**** SOURCE MATERIAL
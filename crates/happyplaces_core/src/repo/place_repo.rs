//! Place repository contracts and SQLite implementation.
//!
//! # Responsibility
//! - Provide CRUD APIs over the `happy_places` table.
//! - Keep SQL details inside the core persistence boundary.
//!
//! # Invariants
//! - Write paths call `Place::validate()` before SQL mutations.
//! - Read paths reject invalid persisted rows instead of masking them.
//! - `list_places` is always ordered by `id DESC` (newest first).

use crate::db::migrations::{current_version, latest_version};
use crate::db::DbError;
use crate::model::place::{Place, PlaceId, PlaceValidationError, UNSAVED_PLACE_ID};
use rusqlite::{params, Connection, Row};
use std::error::Error;
use std::fmt::{Display, Formatter};

const PLACE_SELECT_SQL: &str = "SELECT
    id,
    title,
    description,
    date,
    location_name,
    image_uri,
    latitude,
    longitude
FROM happy_places";

pub type RepoResult<T> = Result<T, RepoError>;

/// Repository error for place persistence and query operations.
#[derive(Debug)]
pub enum RepoError {
    Validation(PlaceValidationError),
    Db(DbError),
    NotFound(PlaceId),
    InvalidData(String),
    SchemaNotReady { expected: u32, actual: u32 },
}

impl Display for RepoError {
    fn fmt(&self, f: &mut Formatter<'_>) -> std::fmt::Result {
        match self {
            Self::Validation(err) => write!(f, "{err}"),
            Self::Db(err) => write!(f, "{err}"),
            Self::NotFound(id) => write!(f, "place not found: {id}"),
            Self::InvalidData(message) => write!(f, "invalid persisted place data: {message}"),
            Self::SchemaNotReady { expected, actual } => write!(
                f,
                "connection schema version {actual} does not match required {expected}"
            ),
        }
    }
}

impl Error for RepoError {
    fn source(&self) -> Option<&(dyn Error + 'static)> {
        match self {
            Self::Validation(err) => Some(err),
            Self::Db(err) => Some(err),
            _ => None,
        }
    }
}

impl From<PlaceValidationError> for RepoError {
    fn from(value: PlaceValidationError) -> Self {
        Self::Validation(value)
    }
}

impl From<DbError> for RepoError {
    fn from(value: DbError) -> Self {
        Self::Db(value)
    }
}

impl From<rusqlite::Error> for RepoError {
    fn from(value: rusqlite::Error) -> Self {
        Self::Db(DbError::Sqlite(value))
    }
}

/// Repository interface for place CRUD operations.
pub trait PlaceRepository {
    /// Inserts a place and returns its id.
    ///
    /// `id == 0` requests a fresh id; an existing id is replaced in place.
    fn insert_place(&self, place: &Place) -> RepoResult<PlaceId>;
    /// Overwrites every field of an existing place.
    fn update_place(&self, place: &Place) -> RepoResult<()>;
    /// Removes a place row by id.
    fn delete_place(&self, id: PlaceId) -> RepoResult<()>;
    fn get_place(&self, id: PlaceId) -> RepoResult<Option<Place>>;
    /// Lists every place, newest first.
    fn list_places(&self) -> RepoResult<Vec<Place>>;
}

/// SQLite-backed place repository.
pub struct SqlitePlaceRepository<'conn> {
    conn: &'conn Connection,
}

impl<'conn> SqlitePlaceRepository<'conn> {
    /// Constructs a repository from a migrated connection.
    ///
    /// # Errors
    /// - `SchemaNotReady` when migrations have not been applied.
    pub fn try_new(conn: &'conn Connection) -> RepoResult<Self> {
        let actual = current_version(conn)?;
        let expected = latest_version();
        if actual != expected {
            return Err(RepoError::SchemaNotReady { expected, actual });
        }
        Ok(Self { conn })
    }
}

impl PlaceRepository for SqlitePlaceRepository<'_> {
    fn insert_place(&self, place: &Place) -> RepoResult<PlaceId> {
        place.validate()?;

        let id = (place.id != UNSAVED_PLACE_ID).then_some(place.id);
        self.conn.execute(
            "INSERT OR REPLACE INTO happy_places (
                id,
                title,
                description,
                date,
                location_name,
                image_uri,
                latitude,
                longitude
            ) VALUES (?1, ?2, ?3, ?4, ?5, ?6, ?7, ?8);",
            params![
                id,
                place.title.as_str(),
                place.description.as_str(),
                place.date.as_str(),
                place.location_name.as_str(),
                place.image_uri.as_deref(),
                place.latitude,
                place.longitude,
            ],
        )?;

        Ok(id.unwrap_or_else(|| self.conn.last_insert_rowid()))
    }

    fn update_place(&self, place: &Place) -> RepoResult<()> {
        place.validate()?;

        let changed = self.conn.execute(
            "UPDATE happy_places
             SET
                title = ?1,
                description = ?2,
                date = ?3,
                location_name = ?4,
                image_uri = ?5,
                latitude = ?6,
                longitude = ?7
             WHERE id = ?8;",
            params![
                place.title.as_str(),
                place.description.as_str(),
                place.date.as_str(),
                place.location_name.as_str(),
                place.image_uri.as_deref(),
                place.latitude,
                place.longitude,
                place.id,
            ],
        )?;

        if changed == 0 {
            return Err(RepoError::NotFound(place.id));
        }
        Ok(())
    }

    fn delete_place(&self, id: PlaceId) -> RepoResult<()> {
        let changed = self
            .conn
            .execute("DELETE FROM happy_places WHERE id = ?1;", [id])?;
        if changed == 0 {
            return Err(RepoError::NotFound(id));
        }
        Ok(())
    }

    fn get_place(&self, id: PlaceId) -> RepoResult<Option<Place>> {
        let mut stmt = self
            .conn
            .prepare_cached(&format!("{PLACE_SELECT_SQL} WHERE id = ?1;"))?;
        let mut rows = stmt.query([id])?;
        if let Some(row) = rows.next()? {
            return Ok(Some(parse_place_row(row)?));
        }
        Ok(None)
    }

    fn list_places(&self) -> RepoResult<Vec<Place>> {
        let mut stmt = self
            .conn
            .prepare_cached(&format!("{PLACE_SELECT_SQL} ORDER BY id DESC;"))?;
        let mut rows = stmt.query([])?;
        let mut places = Vec::new();
        while let Some(row) = rows.next()? {
            places.push(parse_place_row(row)?);
        }
        Ok(places)
    }
}

fn parse_place_row(row: &Row<'_>) -> RepoResult<Place> {
    let place = Place {
        id: row.get("id")?,
        title: row.get("title")?,
        description: row.get("description")?,
        date: row.get("date")?,
        location_name: row.get("location_name")?,
        image_uri: row.get("image_uri")?,
        latitude: row.get("latitude")?,
        longitude: row.get("longitude")?,
    };
    place.validate().map_err(|err| {
        RepoError::InvalidData(format!("row {} in happy_places: {err}", place.id))
    })?;
    Ok(place)
}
********
▶ [WORK INSTRUCTIONS]: Copy each line of the records that contains the word "description".

▶ [RESPONSE TO THE TASK]:
    description,
                description,
                place.description.as_str(),
                description = ?2,
                place.description.as_str(),
        description: row.get("description")?,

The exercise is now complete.